昔の恭子は俺のことにいちいち干渉してきて言いたい放題。あれやこれやと始終文句や愚痴をこぼしていた。俺はそれにイラっとして腹を立ててたんだけど… なんか今はそれを訊くと別の事を思ってしまう。
―――恭子にとって俺は大切な存在なんだ…って。
なんだかそう思えて嬉しくなってくる。
自分にとって大切な人だからこそ気になる、気になるから心配になる、そして心配させられた分だけ文句を言いたくなる。
多分こんな感じなんだろうな。ガキの頃には全く気付けなかったが、今ならなんとなくそれがわかる。
恭子にとって俺は大切な人…か。そう想ってくれるだけでも有難いな。
たとえそれが「幼馴染として」でも構わない。俺にとっても恭子は大切な人だから…。
最近は恭子との関係を考えることが多かった。
あの頃の自分が本当は何を思っていたのか……それにも当然気付いてはいる。
そしてあの時、自分が誰を選んだのかも、どうしてそうなったのかも覚えている。
全ては選択… 誰を選び、どうするかによってその後の運命全てが変化する。
しかも当事者の俺だけではなく、周りの人を巻き込んで全てを変えてしまう。
誰を選ぶのか… その大事なことを俺は今までよく考えもせずに決めてきちゃったのかな…。
恭子との関係に苛立っていた俺に対して優しくしてもらえた……
―――だからその人を好きになり、付き合った。
初めて付き合った彼女に裏切られた……
―――その辛い想いを払拭しようとして紹介された理沙子と付き合った。
―――本当にそれでよかったんだろうか?
ただ知り合って、…互いに気になりだして、…そして知らぬ間に惹かれあって。
確かに中学生や高校生ではごく普通のパターン。それが悪いとも思わない。
だが、それで最愛の人と呼べるほどいつかは深い愛情を相手に持つことができたのだろうか?…。
………はっきり言って自信がない…。
そんなことを考えていると、不意に恭子の事が頭に浮かんだ。
恭子が相手ならどうなんだろうか?… もし俺の彼女が恭子だったのなら……
―――多分持てると思う。俺は…誰よりも深い愛情を恭子に向ける自信はある。
空想でもなく、妄想でもなく、確かな実感として…。
俺は恭子をよく知っている、理解もしている。それは恭子とて同じだろう。
二人とも互いの良いところ、悪いところ、その両方を知っている。
だから俺は恭子の事を信じることができる。そしてそんな恭子を心から大切にしたいと思える。
―――俺には恭子を大切に思う理由がある。
―――そういうことか…。
本当に信じられる相手かどうか知りもしないのに… 本当に理解できているのかもわからないのに…
そんな相手に深い愛情を抱くことなんて不可能だよな。
本当に深い愛情を抱くためには何かしらの理由が必要だ。自分にとって大切だと思える理由が…。
以前の俺はそのことに気付かずに、互いに相手の事を好きだと思う感情さえあればそれでいいんだと思っていた。

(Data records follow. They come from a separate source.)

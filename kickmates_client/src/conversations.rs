use crate::models::{Conversation, LastMessage, Message};
use crate::utils::parse_timestamp;
use chrono::{DateTime, Utc};
use std::cmp::Reverse;

/// Inbox view: conversations ordered by most recent activity.
#[derive(Debug, Clone, Default)]
pub struct ConversationList {
    conversations: Vec<Conversation>,
}

fn activity(conversation: &Conversation) -> Option<DateTime<Utc>> {
    conversation
        .updated_at
        .as_deref()
        .and_then(parse_timestamp)
        .or_else(|| {
            conversation
                .last_message
                .as_ref()
                .and_then(|last| parse_timestamp(&last.created_at))
        })
}

impl ConversationList {
    pub fn new(conversations: Vec<Conversation>) -> Self {
        let mut list = Self::default();
        list.replace_all(conversations);
        list
    }

    pub fn conversations(&self) -> &[Conversation] {
        &self.conversations
    }

    pub fn get(&self, conversation_id: i64) -> Option<&Conversation> {
        self.conversations.iter().find(|c| c.id == conversation_id)
    }

    pub fn len(&self) -> usize {
        self.conversations.len()
    }

    pub fn is_empty(&self) -> bool {
        self.conversations.is_empty()
    }

    pub fn replace_all(&mut self, conversations: Vec<Conversation>) {
        let mut next = conversations;
        // Stable: conversations without a usable timestamp keep server order
        // at the bottom.
        next.sort_by_key(|c| Reverse(activity(c)));
        self.conversations = next;
    }

    /// Updates the preview after the user sent `message` and moves the
    /// conversation to the top. Returns `false` for an unknown conversation.
    pub fn record_outgoing(&mut self, conversation_id: i64, message: &Message) -> bool {
        let Some(position) = self.conversations.iter().position(|c| c.id == conversation_id)
        else {
            tracing::debug!(conversation_id, "outgoing message for unknown conversation");
            return false;
        };
        let mut next = self.conversations.clone();
        let mut updated = next.remove(position);
        updated.last_message = Some(LastMessage {
            content: message.content.clone(),
            created_at: message.created_at.clone(),
            sender_id: message.sender_id,
        });
        updated.updated_at = Some(message.created_at.clone());
        next.insert(0, updated);
        self.conversations = next;
        true
    }

    pub fn mark_read(&mut self, conversation_id: i64) {
        self.conversations = self
            .conversations
            .iter()
            .map(|c| {
                if c.id == conversation_id {
                    Conversation {
                        unread_count: 0,
                        ..c.clone()
                    }
                } else {
                    c.clone()
                }
            })
            .collect();
    }

    pub fn total_unread(&self) -> u32 {
        self.conversations
            .iter()
            .fold(0u32, |total, c| total.saturating_add(c.unread_count))
    }

    pub fn remove(&mut self, conversation_id: i64) -> Option<Conversation> {
        let position = self.conversations.iter().position(|c| c.id == conversation_id)?;
        let mut next = self.conversations.clone();
        let removed = next.remove(position);
        self.conversations = next;
        Some(removed)
    }
}
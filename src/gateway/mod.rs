//! Gateway run loop.
//!
//! Consumes session events and turns them into work: text payloads go to
//! the command dispatcher, document payloads to the upload store. Each
//! inbound message is handled in its own task, so one slow command never
//! stalls delivery of the next event.

use std::sync::Arc;

use tracing::{debug, error};

use crate::commands::dispatch;
use crate::session::{SessionEvent, SessionHandle};
use crate::transport::{InboundMessage, MessagePayload, OutboundPayload};
use crate::uploads::UploadStore;

/// Wires session events into command dispatch and file transfer.
pub struct Gateway {
    session: SessionHandle,
    uploads: Arc<UploadStore>,
}

impl Gateway {
    pub fn new(session: SessionHandle, uploads: Arc<UploadStore>) -> Self {
        Self { session, uploads }
    }

    /// Run until the session event stream ends.
    pub async fn run(self, mut events: tokio::sync::mpsc::UnboundedReceiver<SessionEvent>) {
        while let Some(event) = events.recv().await {
            match event {
                SessionEvent::StateChanged(state) => {
                    debug!(target: "gateway", state = %state, "session state observed");
                }
                SessionEvent::Message(message) => self.handle_message(message),
            }
        }
        debug!(target: "gateway", "session event stream ended");
    }

    fn handle_message(&self, message: InboundMessage) {
        let InboundMessage {
            sender_id, payload, ..
        } = message;
        match payload {
            MessagePayload::Text(text) => {
                tokio::spawn(dispatch::dispatch_text(
                    self.session.clone(),
                    sender_id,
                    text,
                ));
            }
            MessagePayload::Document { name, reference } => {
                tokio::spawn(handle_document(
                    self.session.clone(),
                    self.uploads.clone(),
                    sender_id,
                    name,
                    reference,
                ));
            }
        }
    }
}

/// Persist one inbound document and confirm (or report failure) to the
/// sender as text.
async fn handle_document(
    session: SessionHandle,
    uploads: Arc<UploadStore>,
    sender_id: String,
    name: String,
    reference: String,
) {
    let reply = match receive_document(&session, &uploads, &name, &reference).await {
        Ok(stored_path) => format!("File uploaded successfully. Path: {stored_path}"),
        Err(message) => format!("Error uploading file: {message}"),
    };
    if let Err(err) = session.send(&sender_id, OutboundPayload::Text(reply)).await {
        error!(
            target: "gateway",
            sender = %sender_id,
            "failed to deliver upload confirmation: {err}"
        );
    }
}

async fn receive_document(
    session: &SessionHandle,
    uploads: &UploadStore,
    name: &str,
    reference: &str,
) -> Result<String, String> {
    let bytes = session
        .fetch_document(reference)
        .await
        .map_err(|e| e.to_string())?;
    let upload = uploads
        .receive(name, &bytes)
        .await
        .map_err(|e| e.to_string())?;
    debug!(
        target: "uploads",
        name = %upload.name,
        path = %upload.stored_path.display(),
        bytes = bytes.len(),
        "inbound document stored"
    );
    Ok(upload.stored_path.display().to_string())
}
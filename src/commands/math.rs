//! Arithmetic expression handler.
//!
//! A restricted recursive-descent evaluator: numbers, `+ - * / % ^`,
//! parentheses, unary plus/minus. Deliberately not a general-purpose
//! expression engine; the math prefix must never reach code execution.

use super::{CommandError, CommandReply};

/// Evaluate the expression and format the reply.
pub fn run(expr: &str) -> Result<CommandReply, CommandError> {
    let value = eval(expr).map_err(CommandError::Evaluation)?;
    Ok(CommandReply::Text(format!("Result: {}", format_value(value))))
}

/// Render integral results without a trailing `.0`.
fn format_value(value: f64) -> String {
    if value.fract() == 0.0 && value.abs() < 1e15 {
        format!("{}", value as i64)
    } else {
        value.to_string()
    }
}

/// Evaluate a math expression string.
pub fn eval(expr: &str) -> Result<f64, String> {
    let tokens = tokenize(expr)?;
    if tokens.is_empty() {
        return Err("empty expression".to_string());
    }
    let mut pos = 0;
    let result = parse_expr(&tokens, &mut pos)?;
    if pos < tokens.len() {
        return Err(format!("unexpected token: {:?}", tokens[pos]));
    }
    if result.is_nan() || result.is_infinite() {
        return Err("result is not a finite number".to_string());
    }
    Ok(result)
}

#[derive(Debug, Clone)]
enum Token {
    Number(f64),
    Plus,
    Minus,
    Star,
    Slash,
    Percent,
    Caret,
    LParen,
    RParen,
}

fn tokenize(input: &str) -> Result<Vec<Token>, String> {
    let mut tokens = Vec::new();
    let chars: Vec<char> = input.chars().collect();
    let mut i = 0;

    while i < chars.len() {
        match chars[i] {
            ' ' | '\t' | '\n' | '\r' => {
                i += 1;
            }
            '+' => {
                tokens.push(Token::Plus);
                i += 1;
            }
            '-' => {
                tokens.push(Token::Minus);
                i += 1;
            }
            '*' => {
                tokens.push(Token::Star);
                i += 1;
            }
            '/' => {
                tokens.push(Token::Slash);
                i += 1;
            }
            '%' => {
                tokens.push(Token::Percent);
                i += 1;
            }
            '^' => {
                tokens.push(Token::Caret);
                i += 1;
            }
            '(' => {
                tokens.push(Token::LParen);
                i += 1;
            }
            ')' => {
                tokens.push(Token::RParen);
                i += 1;
            }
            c if c.is_ascii_digit() || c == '.' => {
                let start = i;
                while i < chars.len() && (chars[i].is_ascii_digit() || chars[i] == '.') {
                    i += 1;
                }
                let num_str: String = chars[start..i].iter().collect();
                let num: f64 = num_str
                    .parse()
                    .map_err(|_| format!("invalid number: {num_str}"))?;
                tokens.push(Token::Number(num));
            }
            c => return Err(format!("unexpected character: '{c}'")),
        }
    }
    Ok(tokens)
}

/// Parse addition and subtraction (lowest precedence).
fn parse_expr(tokens: &[Token], pos: &mut usize) -> Result<f64, String> {
    let mut left = parse_term(tokens, pos)?;
    while *pos < tokens.len() {
        match &tokens[*pos] {
            Token::Plus => {
                *pos += 1;
                left += parse_term(tokens, pos)?;
            }
            Token::Minus => {
                *pos += 1;
                left -= parse_term(tokens, pos)?;
            }
            _ => break,
        }
    }
    Ok(left)
}

/// Parse multiplication, division, modulo.
fn parse_term(tokens: &[Token], pos: &mut usize) -> Result<f64, String> {
    let mut left = parse_power(tokens, pos)?;
    while *pos < tokens.len() {
        match &tokens[*pos] {
            Token::Star => {
                *pos += 1;
                left *= parse_power(tokens, pos)?;
            }
            Token::Slash => {
                *pos += 1;
                let right = parse_power(tokens, pos)?;
                if right == 0.0 {
                    return Err("division by zero".to_string());
                }
                left /= right;
            }
            Token::Percent => {
                *pos += 1;
                let right = parse_power(tokens, pos)?;
                if right == 0.0 {
                    return Err("modulo by zero".to_string());
                }
                left %= right;
            }
            _ => break,
        }
    }
    Ok(left)
}

/// Parse exponentiation (right-associative).
fn parse_power(tokens: &[Token], pos: &mut usize) -> Result<f64, String> {
    let base = parse_unary(tokens, pos)?;
    if *pos < tokens.len() {
        if let Token::Caret = &tokens[*pos] {
            *pos += 1;
            let exp = parse_power(tokens, pos)?; // right-associative
            return Ok(base.powf(exp));
        }
    }
    Ok(base)
}

/// Parse unary minus and primary expressions.
fn parse_unary(tokens: &[Token], pos: &mut usize) -> Result<f64, String> {
    if *pos < tokens.len() {
        if let Token::Minus = &tokens[*pos] {
            *pos += 1;
            let val = parse_unary(tokens, pos)?;
            return Ok(-val);
        }
        // Allow unary plus
        if let Token::Plus = &tokens[*pos] {
            *pos += 1;
            return parse_unary(tokens, pos);
        }
    }
    parse_primary(tokens, pos)
}

/// Parse numbers and parenthesized expressions.
fn parse_primary(tokens: &[Token], pos: &mut usize) -> Result<f64, String> {
    if *pos >= tokens.len() {
        return Err("unexpected end of expression".to_string());
    }
    match &tokens[*pos] {
        Token::Number(n) => {
            let val = *n;
            *pos += 1;
            Ok(val)
        }
        Token::LParen => {
            *pos += 1;
            let val = parse_expr(tokens, pos)?;
            if *pos >= tokens.len() {
                return Err("missing closing parenthesis".to_string());
            }
            match &tokens[*pos] {
                Token::RParen => {
                    *pos += 1;
                    Ok(val)
                }
                _ => Err("expected closing parenthesis".to_string()),
            }
        }
        t => Err(format!("unexpected token: {t:?}")),
    }
}

#[cfg(test)]
mod tests {
    use super::*;

    #[test]
    fn test_basic_arithmetic() {
        assert_eq!(eval("2 + 3").unwrap(), 5.0);
        assert_eq!(eval("2+2").unwrap(), 4.0);
        assert_eq!(eval("10 - 4").unwrap(), 6.0);
        assert_eq!(eval("6 * 7").unwrap(), 42.0);
        assert_eq!(eval("15 / 3").unwrap(), 5.0);
        assert_eq!(eval("17 % 5").unwrap(), 2.0);
    }

    #[test]
    fn test_precedence_and_parens() {
        assert_eq!(eval("2 + 3 * 4").unwrap(), 14.0);
        assert_eq!(eval("(2 + 3) * 4").unwrap(), 20.0);
        assert_eq!(eval("(10 - 2) ^ 2").unwrap(), 64.0);
    }

    #[test]
    fn test_power_right_associative() {
        // 2 ^ 3 ^ 2 = 2 ^ 9 = 512, not 64
        assert_eq!(eval("2 ^ 3 ^ 2").unwrap(), 512.0);
    }

    #[test]
    fn test_unary() {
        assert_eq!(eval("-5 + 3").unwrap(), -2.0);
        assert_eq!(eval("+5").unwrap(), 5.0);
        assert_eq!(eval("-(2 + 3)").unwrap(), -5.0);
    }

    #[test]
    fn test_decimals() {
        assert_eq!(eval("1.5 * 2").unwrap(), 3.0);
        assert!((eval("0.1 + 0.2").unwrap() - 0.3).abs() < 1e-9);
    }

    #[test]
    fn test_errors() {
        assert!(eval("(").is_err());
        assert!(eval("").is_err());
        assert!(eval("2 +").is_err());
        assert!(eval("1 / 0").is_err());
        assert!(eval("10 % 0").is_err());
        assert!(eval("2 2").is_err());
        assert!(eval("1..2").is_err());
    }

    #[test]
    fn test_no_code_execution_syntax() {
        // Anything beyond arithmetic is a tokenizer error, not evaluated.
        assert!(eval("process.exit(1)").is_err());
        assert!(eval("a + 1").is_err());
        assert!(eval("1; 2").is_err());
    }

    #[test]
    fn test_run_formats_reply() {
        match run("2+2").unwrap() {
            CommandReply::Text(text) => assert_eq!(text, "Result: 4"),
            other => panic!("expected text reply, got {other:?}"),
        }
        match run("1.5+1").unwrap() {
            CommandReply::Text(text) => assert_eq!(text, "Result: 2.5"),
            other => panic!("expected text reply, got {other:?}"),
        }
    }

    #[test]
    fn test_run_malformed_is_evaluation_error() {
        assert!(matches!(run("("), Err(CommandError::Evaluation(_))));
    }
}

だがもっと深い絆を結びたいのなら、ただ好きだと思っているだけでは駄目なんだろう。
もっと互いを理解し、そしてそこから互いに信頼し合えるような関係にならないと…。
俺と恭子が築いた関係……
それと同じ関係を築くことができる彼女を俺は得ることができるんだろうか…。
だがもし、そんな彼女を得ることができたのなら、俺は自信をもって言うことができる。
―――その人は俺にとって最愛の人だと
そしてその人は、俺が選んだ最後の彼女になるのかもしれない…。